Imposible. En Olazagutia tocó cambio de escolta, a excepción del jefe. El chófer entrante preguntó por el destino del convoy y le respondieron con el nombre "de algún monte". "Los nervios se alteraron -rememoraba-. Salimos y enseguida dejamos la carretera a Pamplona para iniciar la ascensión a Urbasa. Ya no hay ninguna duda. Nos van a matar... Pensé otra vez en arrojarme del coche. Imposible".
Una vez en Urbasa, llegaron el forcejeo y los golpes, ya que nadie quería bajar de los coches. "Uno me apuntó con su fusil y el otro le aconsejó que no tirara hasta que saliera porque el coche se iba a llenar de sangre como el día anterior".

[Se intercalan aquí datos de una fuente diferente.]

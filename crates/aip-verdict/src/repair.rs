/// Locates the outermost `{ ... }` object in `text`, tolerating surrounding
/// markdown fences or prose, then strips trailing commas before `}`/`]`.
/// Returns the repaired slice, ready to hand to a JSON parser.
pub fn extract_and_repair(text: &str) -> Option<String> {
    let start = text.find('{')?;
    let end = find_matching_brace(text, start)?;
    let slice = &text[start..=end];
    Some(strip_trailing_commas(slice))
}

fn find_matching_brace(text: &str, start: usize) -> Option<usize> {
    let bytes = text.as_bytes();
    let mut depth: i32 = 0;
    let mut in_string = false;
    let mut escaped = false;

    for (i, &byte) in bytes.iter().enumerate().skip(start) {
        if in_string {
            if escaped {
                escaped = false;
            } else if byte == b'\\' {
                escaped = true;
            } else if byte == b'"' {
                in_string = false;
            }
            continue;
        }

        match byte {
            b'"' => in_string = true,
            b'{' => depth += 1,
            b'}' => {
                depth -= 1;
                if depth == 0 {
                    return Some(i);
                }
            }
            _ => {}
        }
    }

    None
}

fn strip_trailing_commas(slice: &str) -> String {
    let mut result = String::with_capacity(slice.len());
    let chars: Vec<char> = slice.chars().collect();
    let mut i = 0;

    while i < chars.len() {
        if chars[i] == ',' {
            let mut j = i + 1;
            while j < chars.len() && chars[j].is_whitespace() {
                j += 1;
            }
            if j < chars.len() && (chars[j] == '}' || chars[j] == ']') {
                i += 1;
                continue;
            }
        }
        result.push(chars[i]);
        i += 1;
    }

    result
}

#[cfg(test)]
mod tests {
    use super::*;

    #[test]
    fn extracts_object_from_surrounding_prose() {
        let text = "Here is my analysis:\n```json\n{\"verdict\":\"clear\"}\n```\nThat's my answer.";
        let repaired = extract_and_repair(text).unwrap();
        assert_eq!(repaired, "{\"verdict\":\"clear\"}");
    }

    #[test]
    fn strips_trailing_comma_before_closing_brace() {
        let text = "{\"a\":1,}";
        let repaired = extract_and_repair(text).unwrap();
        assert_eq!(repaired, "{\"a\":1}");
    }

    #[test]
    fn strips_trailing_comma_before_closing_bracket() {
        let text = r#"{"a":[1,2,]}"#;
        let repaired = extract_and_repair(text).unwrap();
        assert_eq!(repaired, r#"{"a":[1,2]}"#);
    }

    #[test]
    fn handles_nested_braces_inside_strings() {
        let text = r#"{"description":"contains a { brace }"}"#;
        let repaired = extract_and_repair(text).unwrap();
        assert_eq!(repaired, text);
    }

    #[test]
    fn returns_none_when_no_opening_brace() {
        assert!(extract_and_repair("no object here").is_none());
    }

    #[test]
    fn returns_none_when_brace_unmatched() {
        assert!(extract_and_repair("{\"a\":1").is_none());
    }
}
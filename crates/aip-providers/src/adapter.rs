use aip_schemas::ExtractedThinking;

/// A single provider's strategy for recovering a thinking block from a
/// complete response body or from an event-stream body.
pub trait ProviderAdapter {
    /// The provider name this adapter is registered under, e.g. `"anthropic"`.
    fn provider(&self) -> &'static str;

    /// Extracts a thinking block from a complete, non-streaming JSON body.
    fn extract_from_body(&self, body: &str, model: &str) -> Option<ExtractedThinking>;

    /// Extracts a thinking block from an SSE-style event-stream body.
    fn extract_from_stream(&self, body: &str, model: &str) -> Option<ExtractedThinking>;
}
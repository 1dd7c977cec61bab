use aip_crypto::hash_hex_pair;
use aip_schemas::{MerklePosition, MerkleProof, MerkleProofNode};

/// A Merkle tree over hex-encoded leaf digests. Internal nodes hash the
/// concatenation of their children's hex strings, not the decoded bytes.
pub struct MerkleTree {
    levels: Vec<Vec<String>>,
}

impl MerkleTree {
    /// Builds a tree from leaf hex digests. An odd level promotes its last
    /// node unchanged to the next level up.
    pub fn build(leaves: Vec<String>) -> Option<Self> {
        if leaves.is_empty() {
            return None;
        }

        let mut levels = vec![leaves];
        while levels.last().unwrap().len() > 1 {
            let current = levels.last().unwrap();
            let mut next = Vec::with_capacity(current.len().div_ceil(2));
            let mut i = 0;
            while i < current.len() {
                if i + 1 < current.len() {
                    next.push(hash_hex_pair(&current[i], &current[i + 1]));
                } else {
                    next.push(current[i].clone());
                }
                i += 2;
            }
            levels.push(next);
        }

        Some(MerkleTree { levels })
    }

    pub fn root(&self) -> &str {
        &self.levels.last().unwrap()[0]
    }

    /// Builds an inclusion proof for the leaf at `index`.
    pub fn prove(&self, index: usize) -> Option<MerkleProof> {
        let leaves = self.levels.first()?;
        if index >= leaves.len() {
            return None;
        }

        let mut siblings = Vec::new();
        let mut position = index;

        for level in &self.levels[..self.levels.len() - 1] {
            let is_right = position % 2 == 1;
            let sibling_index = if is_right { position - 1 } else { position + 1 };

            if let Some(sibling_hash) = level.get(sibling_index) {
                siblings.push(MerkleProofNode {
                    hash: sibling_hash.clone(),
                    position: if is_right { MerklePosition::Left } else { MerklePosition::Right },
                });
            }

            position /= 2;
        }

        Some(MerkleProof {
            leaf_hash: leaves[index].clone(),
            root_hash: self.root().to_string(),
            siblings,
        })
    }
}

/// Recomputes a root from a leaf and its inclusion proof, without needing
/// the rest of the tree.
pub fn verify_proof(proof: &MerkleProof) -> bool {
    let mut current = proof.leaf_hash.clone();

    for sibling in &proof.siblings {
        current = match sibling.position {
            MerklePosition::Left => hash_hex_pair(&sibling.hash, &current),
            MerklePosition::Right => hash_hex_pair(&current, &sibling.hash),
        };
    }

    current == proof.root_hash
}
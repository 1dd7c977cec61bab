use chrono::{DateTime, Utc};

#[derive(Debug, Clone)]
pub struct AgreementConflict {
    pub conscience_value: String,
    pub card_field: &'static str,
    pub action_name: String,
}

#[derive(Debug, Clone)]
pub struct AgreementAugmentation {
    pub conscience_value: String,
    pub augments: &'static str,
    pub name: String,
}

#[derive(Debug, Clone)]
pub struct AgreementReport {
    pub valid: bool,
    pub conflicts: Vec<AgreementConflict>,
    pub augmentations: Vec<AgreementAugmentation>,
    pub card_id: String,
    pub conscience_value_count: usize,
    pub validated_at: DateTime<Utc>,
}
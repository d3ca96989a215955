//! Overlay triplets.
//!
//! An overlay triplet layers project flags, cross-linux isolation and
//! per-port configure options on top of a base triplet. It is written under
//! `<build>/vcpkg/overlay-triplets/` and passed first in the overlay search
//! order, so it shadows the base triplet of the same name.

use std::collections::BTreeMap;
use std::path::{Path, PathBuf};

use anyhow::Result;

use crate::core::app::AppConfig;
use crate::core::arch;
use crate::core::target::BuildTarget;
use crate::cross::cmake::CMakeScript;
use crate::util::fs::{ensure_dir, slash_path, write_string};
use crate::vcpkg::triplet::{dynamic_triplet_script, Triplet, TripletError};
use crate::vcpkg::VcpkgLayout;

const FORCE_X_LIBRARIES: &str = "X_VCPKG_FORCE_VCPKG_X_LIBRARIES";
const FORCE_WAYLAND_LIBRARIES: &str = "X_VCPKG_FORCE_VCPKG_WAYLAND_LIBRARIES";

/// A generated overlay triplet, kept as separate sections until rendered.
#[derive(Debug, Clone, PartialEq, Eq)]
pub struct OverlayTriplet {
    /// Triplet name; also the file stem
    pub name: String,
    /// `include()` of a static triplet, or a synthesized body
    pub base: CMakeScript,
    /// `VCPKG_C_FLAGS` / `VCPKG_CXX_FLAGS` additions
    pub flags: CMakeScript,
    /// Cross-linux isolation directives
    pub cross: CMakeScript,
    /// Non-empty configure options per port
    pub ports: BTreeMap<String, Vec<String>>,
}

impl OverlayTriplet {
    /// The whole triplet as one script.
    pub fn script(&self) -> CMakeScript {
        let mut script = self.base.clone();
        for section in [&self.flags, &self.cross] {
            if !section.is_empty() {
                script.extend(section.clone()).blank();
            }
        }
        if !self.ports.is_empty() {
            for (port, options) in &self.ports {
                script.port_options(port.clone(), options.clone());
            }
            script.blank();
        }
        script
    }

    pub fn render(&self) -> String {
        self.script().render()
    }

    pub fn file_name(&self) -> String {
        format!("{}.cmake", self.name)
    }
}

/// Overlay for the host triplet during cross-linux builds.
///
/// Host-side tools of the display foundation ports are only produced when the
/// host triplet force-builds them too.
#[derive(Debug, Clone, PartialEq, Eq)]
pub struct HostOverlay {
    pub name: String,
    pub script: CMakeScript,
}

/// Per-port configure options for the target.
///
/// The platform table (cross or native) replaces a port's base list
/// wholesale; an empty replacement removes the port.
pub fn port_options(app: &AppConfig, target: &BuildTarget) -> BTreeMap<String, Vec<String>> {
    let settings = &app.vcpkg;
    let mut options = settings.cmake_configure_options.clone();

    let overrides = if target.is_cross_building() {
        settings.cmake_configure_options_cross.get(&target.platform)
    } else {
        settings.cmake_configure_options_platform.get(&target.platform)
    };
    if let Some(overrides) = overrides {
        for (port, list) in overrides {
            options.insert(port.clone(), list.clone());
        }
    }

    options.retain(|_, list| !list.is_empty());
    options
}

/// First existing static definition of `triplet`: local, addon, vcpkg's own,
/// then vcpkg's community triplets.
pub fn find_static_triplet(layout: &VcpkgLayout, triplet: &str) -> Option<PathBuf> {
    let file = format!("{}.cmake", triplet);
    let [engine, community] = layout.engine_triplet_dirs();
    [layout.local_triplets(), layout.addon_triplets(), engine, community]
        .into_iter()
        .map(|dir| dir.join(&file))
        .find(|path| path.is_file())
}

/// Build the overlay triplet for a target.
///
/// `cross_toolchain` is the generated CMake cross toolchain, chain-loaded on
/// cross-linux builds. Returns `Ok(None)` when no overlay is needed, or when
/// the static base triplet cannot be found.
pub fn build_overlay(
    app: &AppConfig,
    target: &BuildTarget,
    layout: &VcpkgLayout,
    triplet: &Triplet,
    cross_toolchain: Option<&Path>,
) -> Result<Option<OverlayTriplet>, TripletError> {
    let settings = &app.vcpkg;
    let need_flags = !settings.cflags.is_empty() || !settings.cxxflags.is_empty();
    let cross_linux = target.is_cross_linux();
    let ports = port_options(app, target);
    let dynamic = triplet.kind.is_dynamic();

    if !need_flags && !cross_linux && ports.is_empty() && !dynamic {
        return Ok(None);
    }

    let base = if dynamic {
        let mut body = dynamic_triplet_script(&triplet.name, &layout.zig_toolchain())?;
        body.blank();
        body
    } else {
        let Some(original) = find_static_triplet(layout, &triplet.name) else {
            tracing::warn!(
                "cannot find original triplet file for '{}', skipping overlay generation",
                triplet.name
            );
            return Ok(None);
        };
        let mut base = CMakeScript::new();
        base.comment("Auto-generated overlay triplet")
            .include(slash_path(&original))
            .blank();
        base
    };

    // vcpkg needs both flag variables whenever either is set.
    let mut flags = CMakeScript::new();
    if need_flags {
        flags
            .string_append("VCPKG_C_FLAGS", settings.cflags.join(" "))
            .string_append("VCPKG_CXX_FLAGS", settings.cxxflags.join(" "));
    }

    let mut cross = CMakeScript::new();
    if cross_linux {
        let include = format!("-I{}", slash_path(&layout.installed_include(&triplet.name)));
        cross
            .comment("Force vcpkg X11/Wayland libraries for cross-compilation")
            .set(FORCE_X_LIBRARIES, "ON")
            .set(FORCE_WAYLAND_LIBRARIES, "ON")
            .blank()
            .string_append("VCPKG_C_FLAGS", include.clone())
            .string_append("VCPKG_CXX_FLAGS", include);
        if let Some(toolchain) = cross_toolchain {
            cross
                .blank()
                .set_quoted("VCPKG_CHAINLOAD_TOOLCHAIN_FILE", slash_path(toolchain));
        }
    }

    Ok(Some(OverlayTriplet {
        name: triplet.name.clone(),
        base,
        flags,
        cross,
        ports,
    }))
}

/// Host overlay for a cross-linux build, when the host triplet exists in vcpkg.
pub fn build_host_overlay(layout: &VcpkgLayout, target: &BuildTarget) -> Option<HostOverlay> {
    let name = format!("{}-linux", arch::vcpkg_machine(&target.host_machine));
    let file = format!("{}.cmake", name);
    let original = layout
        .engine_triplet_dirs()
        .into_iter()
        .map(|dir| dir.join(&file))
        .find(|path| path.is_file())?;

    let mut script = CMakeScript::new();
    script
        .comment("Auto-generated host overlay triplet for cross-linux X11/Wayland")
        .include(slash_path(&original))
        .blank()
        .set(FORCE_X_LIBRARIES, "ON")
        .set(FORCE_WAYLAND_LIBRARIES, "ON");
    Some(HostOverlay { name, script })
}

/// Write the overlay (and host overlay) into the overlay directory.
pub fn write_overlays(
    layout: &VcpkgLayout,
    overlay: &OverlayTriplet,
    host: Option<&HostOverlay>,
) -> Result<PathBuf> {
    let dir = layout.overlay_dir();
    ensure_dir(&dir)?;

    let path = dir.join(overlay.file_name());
    write_string(&path, &overlay.render())?;
    tracing::info!("generated overlay triplet at: {}", path.display());

    if let Some(host) = host {
        let path = dir.join(format!("{}.cmake", host.name));
        write_string(&path, &host.script.render())?;
        tracing::info!("generated host overlay triplet at: {}", path.display());
    }

    Ok(dir)
}
//! Module dependency resolution.
//!
//! Turns the app catalog plus a requested subset into a [`BuildPlan`]:
//! selection, platform filtering, ordering, then dependency closure. The
//! resolver is pure and deterministic - environment lookups are passed in.

pub mod errors;
pub mod modules;
pub mod plan;

pub use errors::ResolveError;
pub use plan::BuildPlan;

use crate::core::app::AppConfig;
use modules::{add_with_depends, compute_build_order, filter_by_platform, resolve_dependencies};

/// What to resolve.
#[derive(Debug, Clone, Default)]
pub struct PlanRequest {
    /// Requested modules; the whole regular catalog when empty
    pub modules: Vec<String>,
    /// Conditional modules to add (`--with`)
    pub conditionals: Vec<String>,
    /// Active target platform
    pub platform: String,
}

/// A resolved plan and the modules dropped for the platform.
#[derive(Debug, Clone)]
pub struct Resolution {
    pub plan: BuildPlan,
    pub removed: Vec<String>,
}

/// Resolve a build plan.
///
/// `env` answers environment lookups for `conditional-env` switches.
pub fn resolve_plan<F>(app: &AppConfig, request: &PlanRequest, env: F) -> Result<Resolution, ResolveError>
where
    F: Fn(&str) -> Option<String>,
{
    let mut conditionals = request.conditionals.clone();
    for name in app.conditionals_from_env(env) {
        if !conditionals.contains(&name) {
            conditionals.push(name);
        }
    }

    let merged = app.merged_modules();

    let mut selected = if request.modules.is_empty() {
        let mut all = app.modules.clone();
        for (name, module) in all.iter_mut() {
            module.name = name.clone();
        }
        all
    } else {
        let catalog = if app.requests_conditional(&request.modules) {
            &merged
        } else {
            &app.modules
        };
        modules::select_subset(catalog, &request.modules)?
    };

    for name in &conditionals {
        if !app.conditional_modules.contains_key(name) {
            return Err(ResolveError::UnknownConditional {
                module: name.clone(),
            });
        }
        add_with_depends(&merged, std::slice::from_ref(name), &mut selected)?;
    }

    let removed = filter_by_platform(&mut selected, &request.platform);
    for name in &removed {
        tracing::warn!(
            "module '{}' cannot compile on platform: {}",
            name,
            request.platform
        );
    }

    let order = compute_build_order(&selected)?;
    resolve_dependencies(&mut selected, &order);

    tracing::debug!("resolved {} modules", selected.len());
    Ok(Resolution {
        plan: BuildPlan::new(selected, order),
        removed,
    })
}

#[cfg(test)]
mod tests {
    use super::*;
    use crate::test_support::fixtures::sample_app;

    fn request(modules: &[&str]) -> PlanRequest {
        PlanRequest {
            modules: modules.iter().map(|s| s.to_string()).collect(),
            conditionals: Vec::new(),
            platform: "linux".to_string(),
        }
    }

    fn no_env(_: &str) -> Option<String> {
        None
    }

    #[test]
    fn test_end_to_end_http() {
        let app = sample_app();
        let resolution = resolve_plan(&app, &request(&["http"]), no_env).unwrap();
        let plan = resolution.plan;

        assert!(!plan.contains("core"));
        assert_eq!(plan.order(), ["util", "net", "http"]);
        assert_eq!(plan.get("http").unwrap().depends, ["net", "util"]);
    }

    #[test]
    fn test_full_catalog_excludes_conditionals() {
        let app = sample_app();
        let plan = resolve_plan(&app, &request(&[]), no_env).unwrap().plan;
        assert!(plan.contains("core"));
        assert!(!plan.contains("lua"));
    }

    #[test]
    fn test_conditional_by_request_with_and_env() {
        let app = sample_app();

        let plan = resolve_plan(&app, &request(&["lua"]), no_env).unwrap().plan;
        assert!(plan.contains("lua"));

        let mut with = request(&["net"]);
        with.conditionals = vec!["lua".to_string()];
        let plan = resolve_plan(&app, &with, no_env).unwrap().plan;
        assert!(plan.contains("lua"));
        // core is a conditional dependency of lua but not selected
        assert_eq!(plan.get("lua").unwrap().depends, ["util"]);

        let plan = resolve_plan(&app, &request(&["net"]), |var| {
            (var == "lua").then(|| "1".to_string())
        })
        .unwrap()
        .plan;
        assert!(plan.contains("lua"));
    }

    #[test]
    fn test_unknown_conditional() {
        let app = sample_app();
        let mut with = request(&[]);
        with.conditionals = vec!["nope".to_string()];
        assert_eq!(
            resolve_plan(&app, &with, no_env).unwrap_err(),
            ResolveError::UnknownConditional {
                module: "nope".to_string()
            }
        );
    }

    #[test]
    fn test_platform_filter_runs_before_ordering() {
        let app = sample_app();
        let mut req = request(&["util"]);
        req.platform = "web".to_string();
        let resolution = resolve_plan(&app, &req, no_env).unwrap();
        assert_eq!(resolution.removed, ["util"]);
        assert!(resolution.plan.is_empty());
    }

    #[test]
    fn test_platform_filter_leaves_dangling_reference() {
        let app = sample_app();
        let mut req = request(&["http"]);
        req.platform = "web".to_string();
        assert!(matches!(
            resolve_plan(&app, &req, no_env),
            Err(ResolveError::UnknownModule { ref module, .. }) if module == "util"
        ));
    }
}
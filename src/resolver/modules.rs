//! Module selection, ordering and dependency closure.

use std::collections::{BTreeMap, BTreeSet, HashMap, VecDeque};

use petgraph::algo::tarjan_scc;
use petgraph::graph::{DiGraph, NodeIndex};

use crate::core::module::BuildModule;
use crate::resolver::errors::{similar_names, ResolveError};

/// Module table keyed by name.
pub type ModuleMap = BTreeMap<String, BuildModule>;

/// Select the requested modules and, recursively, their direct `depends`.
///
/// `conditional-depends` are not followed.
pub fn select_subset(catalog: &ModuleMap, requested: &[String]) -> Result<ModuleMap, ResolveError> {
    let mut selected = ModuleMap::new();
    add_with_depends(catalog, requested, &mut selected)?;
    Ok(selected)
}

/// Add `names` and their direct dependencies from `catalog` to `selected`.
pub fn add_with_depends(
    catalog: &ModuleMap,
    names: &[String],
    selected: &mut ModuleMap,
) -> Result<(), ResolveError> {
    let mut stack: Vec<(String, Option<String>)> =
        names.iter().rev().map(|n| (n.clone(), None)).collect();

    while let Some((name, required_by)) = stack.pop() {
        if selected.contains_key(&name) {
            continue;
        }
        let module = catalog.get(&name).ok_or_else(|| ResolveError::UnknownModule {
            suggestions: similar_names(&name, catalog.keys()),
            module: name.clone(),
            required_by: required_by.clone(),
        })?;

        let mut module = module.clone();
        module.name = name.clone();
        for dep in module.depends.iter().rev() {
            stack.push((dep.clone(), Some(name.clone())));
        }
        selected.insert(name, module);
    }

    Ok(())
}

/// Drop modules that cannot build on `platform`; returns the dropped names.
pub fn filter_by_platform(selected: &mut ModuleMap, platform: &str) -> Vec<String> {
    let removed: Vec<String> = selected
        .values()
        .filter(|m| !m.supports_platform(platform))
        .map(|m| m.name.clone())
        .collect();
    for name in &removed {
        selected.remove(name);
    }
    removed
}

/// Order modules so every module follows its direct dependencies.
///
/// Fixed-point scan over the (name-sorted) module set, bounded by
/// `|selected|²` passes. A dependency missing from the set is reported as
/// an unknown module rather than left to exhaust the bound.
pub fn compute_build_order(selected: &ModuleMap) -> Result<Vec<String>, ResolveError> {
    for (name, module) in selected {
        if let Some(missing) = module.depends.iter().find(|d| !selected.contains_key(*d)) {
            return Err(ResolveError::UnknownModule {
                module: missing.clone(),
                required_by: Some(name.clone()),
                suggestions: similar_names(missing, selected.keys()),
            });
        }
    }

    let max_passes = selected.len().saturating_mul(selected.len());
    let mut order: Vec<String> = Vec::with_capacity(selected.len());
    let mut placed: BTreeSet<&str> = BTreeSet::new();
    let mut passes = 0usize;

    while order.len() != selected.len() {
        let before = order.len();
        for (name, module) in selected {
            if placed.contains(name.as_str()) {
                continue;
            }
            if module.depends.iter().all(|d| placed.contains(d.as_str())) {
                placed.insert(name);
                order.push(name.clone());
            }
        }
        passes += 1;

        // A pass that places nothing can never make progress again.
        if passes > max_passes || order.len() == before {
            return Err(cycle_error(selected, order, &placed));
        }
    }

    tracing::debug!("module build order: {:?} ({} passes)", order, passes);
    Ok(order)
}

fn cycle_error(selected: &ModuleMap, order: Vec<String>, placed: &BTreeSet<&str>) -> ResolveError {
    let unresolved: BTreeMap<String, Vec<String>> = selected
        .iter()
        .filter(|(name, _)| !placed.contains(name.as_str()))
        .map(|(name, module)| {
            let waiting = module
                .depends
                .iter()
                .filter(|d| !placed.contains(d.as_str()))
                .cloned()
                .collect();
            (name.clone(), waiting)
        })
        .collect();

    let cycle = find_cycle(&unresolved);
    ResolveError::DependencyCycle {
        order,
        unresolved,
        cycle,
    }
}

/// Isolate one cycle among the unplaced modules for diagnostics.
fn find_cycle(unresolved: &BTreeMap<String, Vec<String>>) -> Vec<String> {
    let mut graph: DiGraph<&str, ()> = DiGraph::new();
    let mut nodes: HashMap<&str, NodeIndex> = HashMap::new();

    for name in unresolved.keys() {
        nodes.insert(name.as_str(), graph.add_node(name.as_str()));
    }
    for (name, deps) in unresolved {
        for dep in deps {
            if let (Some(&from), Some(&to)) = (nodes.get(name.as_str()), nodes.get(dep.as_str())) {
                graph.add_edge(from, to, ());
            }
        }
    }

    tarjan_scc(&graph)
        .into_iter()
        .find(|scc| {
            scc.len() > 1 || scc.first().is_some_and(|&n| graph.contains_edge(n, n))
        })
        .map(|scc| {
            let mut names: Vec<String> = scc.iter().map(|&n| graph[n].to_string()).collect();
            names.sort();
            names
        })
        .unwrap_or_default()
}

/// Close every module's `depends` over the selected set.
///
/// For each module in `order`: snapshot the declared list into
/// `original_depends`, add `conditional-depends` entries present in
/// `selected`, then extend breadth-first with the dependencies of each
/// dependency. The closed list is nearest-first, has no duplicates, and
/// never contains the module itself.
pub fn resolve_dependencies(selected: &mut ModuleMap, order: &[String]) {
    let direct: HashMap<String, Vec<String>> = selected
        .iter()
        .map(|(name, module)| {
            let mut deps = module.depends.clone();
            for cond in &module.conditional_depends {
                if selected.contains_key(cond) && !deps.contains(cond) {
                    deps.push(cond.clone());
                }
            }
            (name.clone(), deps)
        })
        .collect();

    for name in order {
        let closed = closure(name, &direct);
        if let Some(module) = selected.get_mut(name) {
            module.original_depends = module.depends.clone();
            module.depends = closed;
        }
    }
}

fn closure(name: &str, direct: &HashMap<String, Vec<String>>) -> Vec<String> {
    let mut closed: Vec<String> = Vec::new();
    let mut seen: BTreeSet<&str> = BTreeSet::new();
    seen.insert(name);

    let mut queue: VecDeque<&str> = VecDeque::new();
    queue.push_back(name);

    while let Some(current) = queue.pop_front() {
        let Some(deps) = direct.get(current) else {
            continue;
        };
        for dep in deps {
            if seen.insert(dep.as_str()) {
                closed.push(dep.clone());
                queue.push_back(dep.as_str());
            }
        }
    }

    closed
}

En el último instante, intentó sobornarles. "Buena falta les hará a su mujer y a sus hijas", le respondieron. La orden de fuego sonó y, en ese preciso momento, Salinas empujó al jefe de los requetés, que cayó al suelo. "Salgo corriendo en la oscuridad. Me disparan. Don Mauricio grita "corran ustedes que yo no puedo, que me maten aquí". Tropiezo. Caigo al suelo. La oscuridad y algunas rocas me protegen, pero las balas silban. Me dan por muerto".
Desde su escondite, vio desplomarse a Bernardino, "dando un fuerte berrido de muerte". "Enseguida otro y otro más de Don Miguel y Don Mauricio. Salgo corriendo y aún puedo escuchar los tiros de gracia. Intentan hacer lo mismo conmigo, pero no me encuentran". Tres cuerpos quedaron tendidos en Urbasa. Mientras, Salinas, perdido y asustado, aguantó sin saber muy bien qué hacer. Pero sobrevivió. Los tres maestros republicanos perdieron sus vidas y la justicia que les pudiera corresponder quedó enterrada para siempre en la sima de Otxaportillo.